« Robustness of speaker recognition systems ».
The defense will take place on 15th May at 14:30 at Centre d’Enseignement et de Recherche en Informatique (Ada Lovelace Auditorium).
PR. PAVEL Matejka, (Rapporteur), Brno University
PR. LARCHER Anthony, (Rapporteur), Informatique Le Mans Université
PR. BONASTRE Jean-Francois, (Examinateur), Avignon Université
PR. ILLINA Irina, (Examinatrice), Université de Lorraine-INRIA
PR. BARRAS Claude, (Examinateur), Informatique Vocapia Research
PR. LEFEVRE Fabrice, (Examinateur), Avignon Université
PR. ROUVIER Mickael , (Examinateur), Avignon Université
PR. MATROUF Driss, (Directeur de thèse), Avignon Université
Title: Robustness of DNN-based speaker recognition systems against environmental variabilities
Speaker recognition systems authenticate the identity of speakers from their speech utterances. In order to authenticate the identity of a claimed user, it is required to obtain a fixed-length compact speaker-discriminant representation for variable-length speech utterances known as speaker embeddings. The current speaker recognition systems are using DNNs to extract speaker embeddings. Despite the relative robustness of DNN-based speaker recognition systems, their performance degrades in the presence of acoustical variabilities such as additive noise and reverberation. There are three main groups of variabilities that reduce the performance of speaker recognition systems: internal (e.g. age, emotion, and stress), external (e.g. noise, reverberation, and distance), and content (e.g. language, and accent). The main theme of this thesis is robust DNN-based text-independent speaker recognition systems against additive noise and reverberation variabilities. The impact of variabilities can be addressed at the signal level, feature level, speaker embedding extractor, speaker embedding, and scoring adaptation techniques. The scope of our work is speaker embedding extractor and speaker embedding in two well-known and successful DNN-based speaker recognition systems: TDNN, and ResNet.

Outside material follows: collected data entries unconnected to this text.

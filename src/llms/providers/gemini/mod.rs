//! Google Gemini completion provider.
//!
//! Integration with the Gemini `generateContent` REST API. Gemini keeps the
//! system instruction outside the turn list and calls the assistant role
//! `model`, so messages are reshaped before sending.
//!
//! # Authentication
//!
//! Uses GEMINI_API_KEY or GOOGLE_API_KEY env var, passed as the `key` query
//! parameter.

use async_trait::async_trait;
use serde::{Deserialize, Serialize};
use serde_json::Value;

use crate::llms::base_llm::{BaseLLM, BaseLLMState, LLMMessage, MessageRole};
use crate::utilities::errors::LLMError;

/// Default Gemini API base URL.
pub const DEFAULT_GEMINI_URL: &str = "https://generativelanguage.googleapis.com/v1beta";

/// Google Gemini completion implementation.
#[derive(Debug, Clone, Serialize, Deserialize)]
pub struct GeminiCompletion {
    /// Shared base LLM state.
    #[serde(flatten)]
    pub state: BaseLLMState,

    /// Maximum output tokens.
    pub max_output_tokens: Option<u32>,
    /// Nucleus sampling parameter.
    pub top_p: Option<f64>,
}

impl GeminiCompletion {
    /// Create a new Gemini completion provider.
    ///
    /// # Arguments
    ///
    /// * `model` - Gemini model name (e.g., "gemini-1.5-flash").
    /// * `api_key` - Optional API key (defaults to GEMINI_API_KEY or GOOGLE_API_KEY env var).
    pub fn new(model: impl Into<String>, api_key: Option<String>) -> Self {
        let api_key = api_key
            .or_else(|| std::env::var("GEMINI_API_KEY").ok())
            .or_else(|| std::env::var("GOOGLE_API_KEY").ok());

        let mut state = BaseLLMState::new("gemini", model);
        state.api_key = api_key;

        Self {
            state,
            max_output_tokens: None,
            top_p: None,
        }
    }

    /// Get the API endpoint URL.
    pub fn api_endpoint(&self) -> String {
        let base = self
            .state
            .base_url
            .as_deref()
            .unwrap_or(DEFAULT_GEMINI_URL)
            .trim_end_matches('/');
        format!("{}/models/{}:generateContent", base, self.state.model)
    }

    /// Build generation config for the Gemini API.
    pub fn generation_config(&self) -> Value {
        let mut config = serde_json::Map::new();
        if let Some(temp) = self.state.temperature {
            config.insert("temperature".to_string(), serde_json::json!(temp));
        }
        if let Some(max_tokens) = self.max_output_tokens {
            config.insert("maxOutputTokens".to_string(), serde_json::json!(max_tokens));
        }
        if let Some(top_p) = self.top_p {
            config.insert("topP".to_string(), serde_json::json!(top_p));
        }
        Value::Object(config)
    }

    /// Split messages into the system instruction and Gemini `contents`.
    pub fn format_messages(&self, messages: &[LLMMessage]) -> (Option<String>, Vec<Value>) {
        let mut system_parts: Vec<&str> = Vec::new();
        let mut contents: Vec<Value> = Vec::new();

        for msg in messages {
            let role = match msg.role {
                MessageRole::System => {
                    system_parts.push(&msg.content);
                    continue;
                }
                MessageRole::Assistant => "model",
                MessageRole::User => "user",
            };
            contents.push(serde_json::json!({
                "role": role,
                "parts": [{ "text": msg.content }],
            }));
        }

        let system = if system_parts.is_empty() {
            None
        } else {
            Some(system_parts.join("\n\n"))
        };

        (system, contents)
    }

    /// Build the complete request body.
    pub fn build_request_body(&self, messages: &[LLMMessage]) -> Value {
        let (system, contents) = self.format_messages(messages);

        let mut body = serde_json::json!({
            "contents": contents,
            "generationConfig": self.generation_config(),
        });

        if let Some(system_text) = system {
            body["systemInstruction"] = serde_json::json!({
                "parts": [{ "text": system_text }]
            });
        }

        body
    }

    /// Parse a Gemini API response into reply text.
    pub fn parse_response(&self, response: &Value) -> Result<String, LLMError> {
        if let Some(error) = response.get("error") {
            let msg = error
                .get("message")
                .and_then(|m| m.as_str())
                .unwrap_or("Unknown Gemini API error");
            return Err(LLMError::InvalidResponse {
                provider: self.state.provider.clone(),
                message: msg.to_string(),
            });
        }

        let parts = response
            .get("candidates")
            .and_then(|c| c.get(0))
            .and_then(|c| c.get("content"))
            .and_then(|c| c.get("parts"))
            .and_then(|p| p.as_array())
            .ok_or_else(|| self.state.missing_content("candidates[0].content.parts"))?;

        let text: String = parts
            .iter()
            .filter_map(|part| part.get("text").and_then(|t| t.as_str()))
            .collect();

        if let Some(usage) = response.get("usageMetadata") {
            log::debug!("Gemini usage: {}", usage);
        }

        Ok(text)
    }
}

#[async_trait]
impl BaseLLM for GeminiCompletion {
    fn model(&self) -> &str {
        &self.state.model
    }

    fn provider(&self) -> &str {
        "gemini"
    }

    fn temperature(&self) -> Option<f64> {
        self.state.temperature
    }

    async fn acall(&self, messages: Vec<LLMMessage>) -> Result<String, LLMError> {
        log::debug!(
            "GeminiCompletion.acall: model={}, messages={}",
            self.state.model,
            messages.len(),
        );

        let api_key = self
            .state
            .api_key
            .as_ref()
            .ok_or_else(|| LLMError::MissingApiKey {
                provider: "Gemini".into(),
                env_var: "GEMINI_API_KEY".into(),
            })?;

        let body = self.build_request_body(&messages);
        let client = self.state.http_client()?;

        let response = client
            .post(self.api_endpoint())
            .header("content-type", "application/json")
            .query(&[("key", api_key.as_str())])
            .json(&body)
            .send()
            .await
            .map_err(|e| self.state.transport_error(e))?;

        let text = self.state.read_success_body(response).await?;
        let json = self.state.parse_json(&text)?;
        self.parse_response(&json)
    }
}

#[cfg(test)]
mod tests {
    use super::*;

    #[test]
    fn test_format_messages_extracts_system() {
        let provider = GeminiCompletion::new("gemini-1.5-flash", Some("key".into()));
        let (system, contents) = provider.format_messages(&[
            LLMMessage::system("You are Malik."),
            LLMMessage::assistant("Let's start with your Full Name."),
            LLMMessage::user("Alice Smith"),
        ]);

        assert_eq!(system.as_deref(), Some("You are Malik."));
        assert_eq!(contents.len(), 2);
        assert_eq!(contents[0]["role"], "model");
        assert_eq!(contents[1]["role"], "user");
        assert_eq!(contents[1]["parts"][0]["text"], "Alice Smith");
    }

    #[test]
    fn test_build_request_body() {
        let provider = GeminiCompletion::new("gemini-1.5-flash", Some("key".into()));
        let body = provider.build_request_body(&[
            LLMMessage::system("You are Malik."),
            LLMMessage::user("hello"),
        ]);
        assert_eq!(body["systemInstruction"]["parts"][0]["text"], "You are Malik.");
        assert_eq!(body["generationConfig"]["temperature"], 0.7);
        assert!(provider.api_endpoint().ends_with("/models/gemini-1.5-flash:generateContent"));
    }

    #[test]
    fn test_parse_response_joins_parts() {
        let provider = GeminiCompletion::new("gemini-1.5-flash", Some("key".into()));
        let response = serde_json::json!({
            "candidates": [{
                "content": { "role": "model", "parts": [{ "text": "Thank you. " }, { "text": "Email address?" }] }
            }]
        });
        assert_eq!(
            provider.parse_response(&response).unwrap(),
            "Thank you. Email address?"
        );

        let error = serde_json::json!({ "error": { "code": 400, "message": "API key not valid" } });
        assert!(provider
            .parse_response(&error)
            .unwrap_err()
            .to_string()
            .contains("API key not valid"));
    }
}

The first part of our work (Chapter 5) is on proposing several noise compensation DAEs (Stacked DAE, Gaussian DAE) that perform a transformation between pairs of distorted/clean speaker embeddings extracted from the TDNN system. The Stacked DAE is composed of several DAEs where each DAE receives as input the output of its predecessor DAE concatenated with the difference between noisy speaker embeddings and its predecessors’ output. The noise compensation modules are tested in the case of additive noise (unseen noises, specific noise), early reverberation, and late reverberation distortions. We show a significant improvement of equal error rate in all cases ranging from 20% to 76% relative gain of equal error rate. In this part, we proposed two configurations in the case of having several acoustical distortions.
In the second part of our work (Chapter 6), the behavior of the ResNet speaker recognition system against noise and reverberation was explored and compared with the TDNN system. Also, we investigate the noise compensation on ResNet speaker embeddings in two cases: 1) compensation of artificial noise with artificial data, and 2) compensation of real noise with artificial data. The second case is the most desired scenario because it makes noise compensation affordable without having real data to train denoising techniques. The experimental results show that in the first scenario noise compensation gives significant improvement with TDNN while this improvement in ResNet is not significant. In the second scenario, we achieved a 15% improvement of EER over the VoiCes Eval challenge in both TDNN and ResNet systems. In most cases, the performance of ResNet without compensation is superior to TDNN with noise compensation.
In the next part (Chapter 7), we move towards learning noise-robust speaker embedding extractors. We propose two ResNet-based speaker recognition systems that make the speaker embedding more robust against additive noise and reverberation. The goal of the proposed systems is to extract speaker embeddings in noisy environments that are close to their corresponding speaker embedding in a clean environment. The first proposed system learns the same distribution for both noisy and clean environments. The second proposed system shifts the noisy speaker embeddings towards the distribution of the best-obtained system in a clean environment. In different situations with real and artificial noises and reverberation conditions, the modified systems outperform the baseline ResNet system. The proposed systems are tested with four evaluation protocols. In the presence of artificial noise and reverberation, we achieved a 19% improvement in EER. The main advantage of the proposed systems is their efficiency against real noise and reverberation. In the presence of real noise and reverberation, we achieved a 15% improvement in EER.
In the last part of our work (Chapter 8), we proposed a noise-robust self-supervised ResNet speaker recognition system based on the Barlow Twins loss function. The Barlow Twins objective function tries to optimize two criteria: Firstly, it increases the similarity between two versions of the same signal (i.e. the clean and its augmented noisy version) to make the speaker embedding invariant to the acoustic noise. Secondly, it reduces the redundancy between the dimensions of the speaker embeddings which improves the overall quality of speaker embeddings. The experimental results on the Fabiole corpus show a 22% relative gain in terms of EER in clean environments and an 18% improvement in the presence of noise with low SNR and reverberation.